--- DATA Enclosed Below ---

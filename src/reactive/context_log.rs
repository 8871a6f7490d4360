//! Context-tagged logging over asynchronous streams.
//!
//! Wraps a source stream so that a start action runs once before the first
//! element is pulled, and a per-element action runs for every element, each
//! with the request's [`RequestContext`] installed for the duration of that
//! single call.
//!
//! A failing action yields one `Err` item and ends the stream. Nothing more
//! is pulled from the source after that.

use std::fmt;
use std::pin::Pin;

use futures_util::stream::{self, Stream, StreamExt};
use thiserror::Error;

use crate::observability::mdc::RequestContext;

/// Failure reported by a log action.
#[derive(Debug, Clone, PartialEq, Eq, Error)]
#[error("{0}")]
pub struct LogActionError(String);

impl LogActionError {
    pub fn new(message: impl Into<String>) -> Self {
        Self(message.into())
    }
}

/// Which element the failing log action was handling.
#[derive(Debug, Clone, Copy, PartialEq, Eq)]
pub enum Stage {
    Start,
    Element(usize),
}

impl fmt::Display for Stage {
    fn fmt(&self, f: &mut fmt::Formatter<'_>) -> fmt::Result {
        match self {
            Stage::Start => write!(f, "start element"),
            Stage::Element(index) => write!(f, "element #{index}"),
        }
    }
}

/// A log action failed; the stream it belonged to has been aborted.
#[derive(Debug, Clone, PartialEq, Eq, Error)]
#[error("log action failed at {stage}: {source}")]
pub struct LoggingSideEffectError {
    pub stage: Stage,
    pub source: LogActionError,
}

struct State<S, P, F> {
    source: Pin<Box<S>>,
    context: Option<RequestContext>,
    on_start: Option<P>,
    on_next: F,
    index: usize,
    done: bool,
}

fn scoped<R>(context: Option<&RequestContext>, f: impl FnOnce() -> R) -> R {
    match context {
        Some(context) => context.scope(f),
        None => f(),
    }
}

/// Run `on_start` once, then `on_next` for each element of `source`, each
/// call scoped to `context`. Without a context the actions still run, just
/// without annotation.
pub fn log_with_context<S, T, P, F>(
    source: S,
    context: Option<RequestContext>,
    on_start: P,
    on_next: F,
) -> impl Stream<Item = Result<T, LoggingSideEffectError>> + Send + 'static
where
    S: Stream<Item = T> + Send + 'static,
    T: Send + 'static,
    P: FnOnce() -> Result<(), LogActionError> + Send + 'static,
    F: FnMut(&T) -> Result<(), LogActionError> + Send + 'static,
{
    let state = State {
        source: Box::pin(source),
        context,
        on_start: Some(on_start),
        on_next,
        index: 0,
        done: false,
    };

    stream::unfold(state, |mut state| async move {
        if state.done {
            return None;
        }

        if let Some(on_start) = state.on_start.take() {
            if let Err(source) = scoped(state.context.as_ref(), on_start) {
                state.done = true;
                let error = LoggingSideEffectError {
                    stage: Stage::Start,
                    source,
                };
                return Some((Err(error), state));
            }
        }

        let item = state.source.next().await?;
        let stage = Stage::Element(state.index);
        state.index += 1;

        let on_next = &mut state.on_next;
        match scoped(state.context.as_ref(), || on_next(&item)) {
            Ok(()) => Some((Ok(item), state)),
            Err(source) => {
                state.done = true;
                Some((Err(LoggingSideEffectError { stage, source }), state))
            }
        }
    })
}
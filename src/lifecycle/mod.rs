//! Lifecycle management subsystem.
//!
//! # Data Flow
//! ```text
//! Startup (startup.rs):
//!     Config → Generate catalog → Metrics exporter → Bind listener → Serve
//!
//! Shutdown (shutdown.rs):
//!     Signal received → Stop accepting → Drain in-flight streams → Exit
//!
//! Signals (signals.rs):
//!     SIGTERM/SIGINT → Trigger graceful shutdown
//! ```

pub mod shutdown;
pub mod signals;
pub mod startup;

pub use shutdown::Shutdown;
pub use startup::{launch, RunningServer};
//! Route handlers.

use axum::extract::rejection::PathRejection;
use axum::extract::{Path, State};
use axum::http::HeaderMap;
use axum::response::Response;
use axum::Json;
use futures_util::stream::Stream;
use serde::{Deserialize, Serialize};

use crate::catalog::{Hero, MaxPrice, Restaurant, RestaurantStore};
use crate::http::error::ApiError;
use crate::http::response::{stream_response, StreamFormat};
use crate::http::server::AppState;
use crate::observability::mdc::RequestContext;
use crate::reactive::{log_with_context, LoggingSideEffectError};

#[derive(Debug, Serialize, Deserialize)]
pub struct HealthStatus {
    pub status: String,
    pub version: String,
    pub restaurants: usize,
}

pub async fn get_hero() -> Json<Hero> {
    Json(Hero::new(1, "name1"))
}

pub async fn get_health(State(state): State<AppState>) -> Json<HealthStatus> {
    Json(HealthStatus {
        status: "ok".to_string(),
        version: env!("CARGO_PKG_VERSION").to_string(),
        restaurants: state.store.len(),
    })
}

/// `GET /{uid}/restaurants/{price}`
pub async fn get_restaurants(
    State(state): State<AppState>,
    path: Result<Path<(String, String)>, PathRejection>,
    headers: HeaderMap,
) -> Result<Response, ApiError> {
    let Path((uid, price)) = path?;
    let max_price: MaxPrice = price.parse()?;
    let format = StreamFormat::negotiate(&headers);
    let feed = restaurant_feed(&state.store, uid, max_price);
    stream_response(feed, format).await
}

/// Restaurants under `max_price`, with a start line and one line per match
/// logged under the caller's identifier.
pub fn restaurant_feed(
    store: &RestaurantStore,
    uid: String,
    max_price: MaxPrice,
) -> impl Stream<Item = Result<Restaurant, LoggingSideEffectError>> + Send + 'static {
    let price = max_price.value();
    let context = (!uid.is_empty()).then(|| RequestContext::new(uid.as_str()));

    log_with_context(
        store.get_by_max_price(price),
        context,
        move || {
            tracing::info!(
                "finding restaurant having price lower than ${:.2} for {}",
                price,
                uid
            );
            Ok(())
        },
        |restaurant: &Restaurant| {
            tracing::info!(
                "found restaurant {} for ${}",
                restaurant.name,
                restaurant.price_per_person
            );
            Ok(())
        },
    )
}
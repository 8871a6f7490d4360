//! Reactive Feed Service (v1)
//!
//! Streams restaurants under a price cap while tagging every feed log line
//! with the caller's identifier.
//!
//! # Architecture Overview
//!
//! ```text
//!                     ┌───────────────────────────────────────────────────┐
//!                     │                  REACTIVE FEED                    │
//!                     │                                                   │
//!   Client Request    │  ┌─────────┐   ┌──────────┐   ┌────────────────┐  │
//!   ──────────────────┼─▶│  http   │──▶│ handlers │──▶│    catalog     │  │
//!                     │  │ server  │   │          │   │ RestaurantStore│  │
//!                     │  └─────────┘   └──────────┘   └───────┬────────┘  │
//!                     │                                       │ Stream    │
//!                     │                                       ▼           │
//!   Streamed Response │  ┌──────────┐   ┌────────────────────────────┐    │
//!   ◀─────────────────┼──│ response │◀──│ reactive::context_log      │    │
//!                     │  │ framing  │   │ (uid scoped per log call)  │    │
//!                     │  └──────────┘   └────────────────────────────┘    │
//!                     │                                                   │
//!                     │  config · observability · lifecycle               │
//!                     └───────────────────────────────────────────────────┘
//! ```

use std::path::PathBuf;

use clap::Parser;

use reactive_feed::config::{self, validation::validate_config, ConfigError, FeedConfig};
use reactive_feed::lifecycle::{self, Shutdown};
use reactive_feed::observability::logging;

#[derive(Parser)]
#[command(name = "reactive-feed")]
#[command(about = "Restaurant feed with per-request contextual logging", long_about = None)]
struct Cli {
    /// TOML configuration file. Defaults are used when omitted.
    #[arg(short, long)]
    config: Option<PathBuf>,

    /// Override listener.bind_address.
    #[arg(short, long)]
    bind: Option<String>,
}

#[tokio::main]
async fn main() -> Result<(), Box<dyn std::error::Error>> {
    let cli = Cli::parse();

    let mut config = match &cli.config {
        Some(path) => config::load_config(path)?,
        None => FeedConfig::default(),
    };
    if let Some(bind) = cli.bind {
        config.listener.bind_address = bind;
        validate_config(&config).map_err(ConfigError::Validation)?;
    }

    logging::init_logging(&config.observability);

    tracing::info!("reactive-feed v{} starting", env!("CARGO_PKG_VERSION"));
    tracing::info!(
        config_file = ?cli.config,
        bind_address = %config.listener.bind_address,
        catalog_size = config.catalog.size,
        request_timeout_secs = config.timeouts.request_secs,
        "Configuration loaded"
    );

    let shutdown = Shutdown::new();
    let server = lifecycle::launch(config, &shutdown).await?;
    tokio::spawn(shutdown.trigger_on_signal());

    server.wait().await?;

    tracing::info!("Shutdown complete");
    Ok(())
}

--- End of Enclosed DATA ---

WHAT IS EXPECTED:
From the data above, output exactly the lines between the one containing "if let Err(source)" and the one containing "use axum::extract::rejection::PathRejection;", counting both of them.

YOUR SOLUTION:
            if let Err(source) = scoped(state.context.as_ref(), on_start) {
                state.done = true;
                let error = LoggingSideEffectError {
                    stage: Stage::Start,
                    source,
                };
                return Some((Err(error), state));
            }
        }

        let item = state.source.next().await?;
        let stage = Stage::Element(state.index);
        state.index += 1;

        let on_next = &mut state.on_next;
        match scoped(state.context.as_ref(), || on_next(&item)) {
            Ok(()) => Some((Ok(item), state)),
            Err(source) => {
                state.done = true;
                Some((Err(LoggingSideEffectError { stage, source }), state))
            }
        }
    })
}
filename src/lifecycle/mod.rs
//! Lifecycle management subsystem.
//!
//! # Data Flow
//! ```text
//! Startup (startup.rs):
//!     Config → Generate catalog → Metrics exporter → Bind listener → Serve
//!
//! Shutdown (shutdown.rs):
//!     Signal received → Stop accepting → Drain in-flight streams → Exit
//!
//! Signals (signals.rs):
//!     SIGTERM/SIGINT → Trigger graceful shutdown
//! ```

pub mod shutdown;
pub mod signals;
pub mod startup;

pub use shutdown::Shutdown;
pub use startup::{launch, RunningServer};
//! Route handlers.

use axum::extract::rejection::PathRejection;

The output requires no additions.